BEGIN AVAILABLE DATA

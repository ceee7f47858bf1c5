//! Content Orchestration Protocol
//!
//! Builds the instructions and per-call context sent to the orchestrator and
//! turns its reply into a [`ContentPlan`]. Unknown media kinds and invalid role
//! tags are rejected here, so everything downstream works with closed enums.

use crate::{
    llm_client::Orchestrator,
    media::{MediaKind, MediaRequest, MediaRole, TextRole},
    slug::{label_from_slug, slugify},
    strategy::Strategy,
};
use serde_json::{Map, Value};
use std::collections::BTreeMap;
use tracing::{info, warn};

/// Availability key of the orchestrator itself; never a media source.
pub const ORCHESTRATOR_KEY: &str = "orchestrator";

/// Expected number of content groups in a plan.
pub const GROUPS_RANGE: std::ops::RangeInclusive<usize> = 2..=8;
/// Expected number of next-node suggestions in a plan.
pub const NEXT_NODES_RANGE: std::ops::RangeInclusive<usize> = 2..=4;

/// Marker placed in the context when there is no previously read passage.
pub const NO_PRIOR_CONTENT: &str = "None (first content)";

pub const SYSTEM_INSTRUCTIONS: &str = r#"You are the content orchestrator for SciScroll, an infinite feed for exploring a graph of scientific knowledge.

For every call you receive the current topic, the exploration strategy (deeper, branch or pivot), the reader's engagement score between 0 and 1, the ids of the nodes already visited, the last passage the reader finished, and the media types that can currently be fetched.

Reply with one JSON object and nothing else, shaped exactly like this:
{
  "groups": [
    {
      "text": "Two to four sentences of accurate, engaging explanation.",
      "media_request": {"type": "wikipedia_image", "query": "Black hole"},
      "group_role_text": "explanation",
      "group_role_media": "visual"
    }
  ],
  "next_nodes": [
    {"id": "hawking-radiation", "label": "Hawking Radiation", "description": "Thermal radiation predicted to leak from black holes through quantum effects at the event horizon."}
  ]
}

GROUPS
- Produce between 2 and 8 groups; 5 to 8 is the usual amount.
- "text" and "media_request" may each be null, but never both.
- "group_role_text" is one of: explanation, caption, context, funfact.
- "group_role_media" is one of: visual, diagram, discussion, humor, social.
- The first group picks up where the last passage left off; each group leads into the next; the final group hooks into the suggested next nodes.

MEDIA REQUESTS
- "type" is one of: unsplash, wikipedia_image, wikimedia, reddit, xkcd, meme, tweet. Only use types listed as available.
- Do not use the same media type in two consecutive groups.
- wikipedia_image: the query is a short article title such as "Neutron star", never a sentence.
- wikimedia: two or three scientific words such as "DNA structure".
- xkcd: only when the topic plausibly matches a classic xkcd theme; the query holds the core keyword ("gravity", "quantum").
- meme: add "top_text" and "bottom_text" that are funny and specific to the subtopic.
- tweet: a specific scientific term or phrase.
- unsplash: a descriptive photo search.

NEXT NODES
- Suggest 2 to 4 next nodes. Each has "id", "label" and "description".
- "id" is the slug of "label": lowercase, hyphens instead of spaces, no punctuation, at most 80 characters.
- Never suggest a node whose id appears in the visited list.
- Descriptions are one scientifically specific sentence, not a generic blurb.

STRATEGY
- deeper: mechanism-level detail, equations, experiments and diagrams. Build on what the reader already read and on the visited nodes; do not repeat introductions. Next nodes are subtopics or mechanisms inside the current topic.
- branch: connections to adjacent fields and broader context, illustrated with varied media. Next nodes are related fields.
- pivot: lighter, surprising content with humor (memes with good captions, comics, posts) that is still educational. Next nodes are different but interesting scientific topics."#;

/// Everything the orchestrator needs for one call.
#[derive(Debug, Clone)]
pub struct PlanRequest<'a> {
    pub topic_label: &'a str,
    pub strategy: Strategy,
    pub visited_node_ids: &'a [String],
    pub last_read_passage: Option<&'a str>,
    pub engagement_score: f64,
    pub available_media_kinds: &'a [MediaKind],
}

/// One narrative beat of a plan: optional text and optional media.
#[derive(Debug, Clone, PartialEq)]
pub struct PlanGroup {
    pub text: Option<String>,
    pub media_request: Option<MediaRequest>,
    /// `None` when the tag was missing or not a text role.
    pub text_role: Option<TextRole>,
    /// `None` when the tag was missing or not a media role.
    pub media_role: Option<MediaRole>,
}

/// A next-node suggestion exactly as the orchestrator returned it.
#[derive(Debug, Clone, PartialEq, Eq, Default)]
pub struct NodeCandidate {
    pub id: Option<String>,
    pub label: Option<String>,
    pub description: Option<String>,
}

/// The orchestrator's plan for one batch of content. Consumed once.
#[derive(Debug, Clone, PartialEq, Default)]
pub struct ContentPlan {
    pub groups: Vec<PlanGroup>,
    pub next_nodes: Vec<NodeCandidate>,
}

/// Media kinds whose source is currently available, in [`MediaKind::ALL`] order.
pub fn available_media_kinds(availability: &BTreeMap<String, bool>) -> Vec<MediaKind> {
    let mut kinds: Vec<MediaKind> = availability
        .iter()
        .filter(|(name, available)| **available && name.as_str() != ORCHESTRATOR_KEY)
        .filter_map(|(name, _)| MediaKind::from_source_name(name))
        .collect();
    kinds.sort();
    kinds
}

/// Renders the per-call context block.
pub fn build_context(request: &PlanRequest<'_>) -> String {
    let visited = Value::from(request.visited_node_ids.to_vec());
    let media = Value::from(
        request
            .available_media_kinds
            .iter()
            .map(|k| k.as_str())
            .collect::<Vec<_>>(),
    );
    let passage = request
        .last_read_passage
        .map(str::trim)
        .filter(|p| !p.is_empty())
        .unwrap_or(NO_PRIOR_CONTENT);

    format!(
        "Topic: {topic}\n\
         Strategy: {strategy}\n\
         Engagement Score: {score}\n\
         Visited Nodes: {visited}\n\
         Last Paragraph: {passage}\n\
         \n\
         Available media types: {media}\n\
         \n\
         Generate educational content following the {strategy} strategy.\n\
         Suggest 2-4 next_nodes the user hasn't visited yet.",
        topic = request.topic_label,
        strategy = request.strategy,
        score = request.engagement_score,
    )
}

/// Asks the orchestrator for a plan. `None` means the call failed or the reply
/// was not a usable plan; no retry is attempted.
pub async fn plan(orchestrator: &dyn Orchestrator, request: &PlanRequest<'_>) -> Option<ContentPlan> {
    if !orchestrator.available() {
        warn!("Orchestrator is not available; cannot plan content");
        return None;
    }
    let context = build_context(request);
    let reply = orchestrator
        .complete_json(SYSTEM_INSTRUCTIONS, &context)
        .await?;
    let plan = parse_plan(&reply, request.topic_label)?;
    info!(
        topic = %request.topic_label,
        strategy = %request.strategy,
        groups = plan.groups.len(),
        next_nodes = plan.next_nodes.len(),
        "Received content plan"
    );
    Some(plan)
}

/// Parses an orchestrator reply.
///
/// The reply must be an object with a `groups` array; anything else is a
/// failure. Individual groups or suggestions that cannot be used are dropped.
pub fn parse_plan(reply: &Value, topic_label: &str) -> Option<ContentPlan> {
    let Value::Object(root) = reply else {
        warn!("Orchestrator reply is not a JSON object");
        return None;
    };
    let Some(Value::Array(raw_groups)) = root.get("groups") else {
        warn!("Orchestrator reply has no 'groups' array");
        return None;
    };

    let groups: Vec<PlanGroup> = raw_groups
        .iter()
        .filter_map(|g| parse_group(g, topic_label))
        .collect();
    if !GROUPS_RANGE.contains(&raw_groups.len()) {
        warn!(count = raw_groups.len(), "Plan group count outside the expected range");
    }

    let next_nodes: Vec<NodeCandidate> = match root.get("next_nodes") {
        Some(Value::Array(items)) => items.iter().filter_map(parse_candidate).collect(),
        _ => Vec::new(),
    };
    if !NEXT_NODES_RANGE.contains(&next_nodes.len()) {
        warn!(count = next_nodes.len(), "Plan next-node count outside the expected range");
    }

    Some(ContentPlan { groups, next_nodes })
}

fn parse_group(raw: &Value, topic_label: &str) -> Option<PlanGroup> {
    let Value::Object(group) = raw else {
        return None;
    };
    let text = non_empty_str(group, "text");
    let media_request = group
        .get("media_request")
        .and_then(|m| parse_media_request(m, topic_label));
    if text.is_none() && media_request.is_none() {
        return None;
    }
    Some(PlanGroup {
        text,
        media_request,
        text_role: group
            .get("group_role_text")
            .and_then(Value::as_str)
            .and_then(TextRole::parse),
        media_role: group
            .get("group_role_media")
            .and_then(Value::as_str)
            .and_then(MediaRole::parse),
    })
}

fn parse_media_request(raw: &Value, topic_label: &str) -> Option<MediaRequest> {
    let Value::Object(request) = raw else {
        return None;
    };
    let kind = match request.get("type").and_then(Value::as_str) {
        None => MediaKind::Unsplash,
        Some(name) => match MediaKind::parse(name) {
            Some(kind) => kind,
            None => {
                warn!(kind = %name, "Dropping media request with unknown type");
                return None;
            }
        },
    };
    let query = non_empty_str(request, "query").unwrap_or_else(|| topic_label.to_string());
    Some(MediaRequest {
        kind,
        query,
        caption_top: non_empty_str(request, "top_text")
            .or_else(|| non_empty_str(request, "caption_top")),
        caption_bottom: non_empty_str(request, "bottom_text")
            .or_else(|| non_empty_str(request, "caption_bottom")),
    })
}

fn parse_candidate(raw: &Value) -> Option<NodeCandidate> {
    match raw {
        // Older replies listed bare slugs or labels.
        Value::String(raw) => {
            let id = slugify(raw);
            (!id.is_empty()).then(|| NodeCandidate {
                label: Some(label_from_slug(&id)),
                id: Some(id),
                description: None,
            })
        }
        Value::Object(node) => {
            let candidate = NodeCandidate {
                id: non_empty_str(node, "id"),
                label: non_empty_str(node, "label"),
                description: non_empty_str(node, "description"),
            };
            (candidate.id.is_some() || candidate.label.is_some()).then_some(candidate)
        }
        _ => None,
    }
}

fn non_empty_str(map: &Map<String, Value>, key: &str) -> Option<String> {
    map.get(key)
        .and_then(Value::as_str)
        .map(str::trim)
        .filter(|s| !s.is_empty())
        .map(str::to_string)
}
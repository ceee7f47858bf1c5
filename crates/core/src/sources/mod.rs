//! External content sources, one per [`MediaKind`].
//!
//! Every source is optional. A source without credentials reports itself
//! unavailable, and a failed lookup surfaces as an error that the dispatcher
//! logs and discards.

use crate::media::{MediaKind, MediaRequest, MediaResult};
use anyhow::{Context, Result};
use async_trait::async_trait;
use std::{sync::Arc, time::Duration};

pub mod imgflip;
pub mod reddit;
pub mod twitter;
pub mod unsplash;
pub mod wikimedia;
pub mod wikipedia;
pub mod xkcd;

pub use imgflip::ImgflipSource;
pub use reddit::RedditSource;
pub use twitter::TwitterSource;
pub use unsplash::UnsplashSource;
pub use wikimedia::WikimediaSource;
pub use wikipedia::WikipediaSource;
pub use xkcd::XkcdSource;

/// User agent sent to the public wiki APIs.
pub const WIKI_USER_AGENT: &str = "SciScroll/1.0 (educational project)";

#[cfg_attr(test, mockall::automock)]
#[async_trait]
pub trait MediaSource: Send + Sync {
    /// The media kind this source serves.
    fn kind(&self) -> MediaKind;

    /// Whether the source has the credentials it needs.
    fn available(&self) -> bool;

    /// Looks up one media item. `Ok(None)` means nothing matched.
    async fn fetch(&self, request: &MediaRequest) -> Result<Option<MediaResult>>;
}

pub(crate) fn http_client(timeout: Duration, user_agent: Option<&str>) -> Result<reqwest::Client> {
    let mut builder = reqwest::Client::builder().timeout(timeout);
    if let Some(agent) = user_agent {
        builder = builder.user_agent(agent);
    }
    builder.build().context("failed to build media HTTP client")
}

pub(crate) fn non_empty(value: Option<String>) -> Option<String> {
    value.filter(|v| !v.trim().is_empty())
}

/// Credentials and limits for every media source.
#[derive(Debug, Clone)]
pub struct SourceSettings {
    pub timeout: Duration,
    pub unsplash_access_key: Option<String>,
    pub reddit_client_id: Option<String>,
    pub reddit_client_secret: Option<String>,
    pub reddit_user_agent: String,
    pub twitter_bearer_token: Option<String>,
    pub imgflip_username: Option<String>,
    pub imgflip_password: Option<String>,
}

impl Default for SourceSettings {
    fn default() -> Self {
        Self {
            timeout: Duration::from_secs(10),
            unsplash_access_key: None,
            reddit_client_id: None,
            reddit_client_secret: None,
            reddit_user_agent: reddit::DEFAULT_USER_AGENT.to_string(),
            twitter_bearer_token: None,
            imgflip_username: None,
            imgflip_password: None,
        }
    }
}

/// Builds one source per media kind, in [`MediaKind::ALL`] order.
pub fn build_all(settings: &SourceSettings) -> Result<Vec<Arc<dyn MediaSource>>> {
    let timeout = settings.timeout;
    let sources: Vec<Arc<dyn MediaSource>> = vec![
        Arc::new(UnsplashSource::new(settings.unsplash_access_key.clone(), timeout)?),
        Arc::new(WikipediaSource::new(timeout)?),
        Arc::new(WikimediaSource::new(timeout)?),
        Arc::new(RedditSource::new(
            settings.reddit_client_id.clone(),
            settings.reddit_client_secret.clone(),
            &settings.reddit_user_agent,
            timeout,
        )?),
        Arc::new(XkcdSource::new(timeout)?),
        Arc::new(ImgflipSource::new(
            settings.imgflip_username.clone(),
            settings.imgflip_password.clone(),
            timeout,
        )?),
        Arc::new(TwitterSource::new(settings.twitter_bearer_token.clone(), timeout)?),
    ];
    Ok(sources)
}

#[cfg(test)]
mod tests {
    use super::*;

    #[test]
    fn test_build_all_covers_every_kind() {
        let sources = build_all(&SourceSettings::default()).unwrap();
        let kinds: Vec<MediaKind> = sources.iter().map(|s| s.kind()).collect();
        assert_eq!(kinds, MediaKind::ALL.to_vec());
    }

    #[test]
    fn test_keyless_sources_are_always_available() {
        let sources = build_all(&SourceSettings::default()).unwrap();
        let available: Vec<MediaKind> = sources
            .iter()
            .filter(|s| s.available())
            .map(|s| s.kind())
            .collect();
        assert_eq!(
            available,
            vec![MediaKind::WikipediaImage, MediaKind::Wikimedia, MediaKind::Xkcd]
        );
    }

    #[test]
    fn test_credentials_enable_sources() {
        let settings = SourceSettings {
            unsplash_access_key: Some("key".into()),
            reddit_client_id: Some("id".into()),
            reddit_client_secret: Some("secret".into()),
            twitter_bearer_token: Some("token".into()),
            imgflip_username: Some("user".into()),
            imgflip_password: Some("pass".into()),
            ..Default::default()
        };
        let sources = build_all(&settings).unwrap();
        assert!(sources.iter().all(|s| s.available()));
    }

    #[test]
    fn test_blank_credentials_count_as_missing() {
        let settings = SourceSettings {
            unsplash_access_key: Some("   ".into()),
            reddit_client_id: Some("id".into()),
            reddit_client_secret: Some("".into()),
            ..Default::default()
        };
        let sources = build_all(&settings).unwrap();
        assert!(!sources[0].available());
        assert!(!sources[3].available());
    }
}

END AVAILABLE DATA

WORK REQUEST ->
Only these lines should appear in the reply: the one containing "assert!(!sources[0].available());", the last line of the data, and all lines between them, each copied exactly.

OUTPUT BELOW ->
        assert!(!sources[0].available());
        assert!(!sources[3].available());
    }
}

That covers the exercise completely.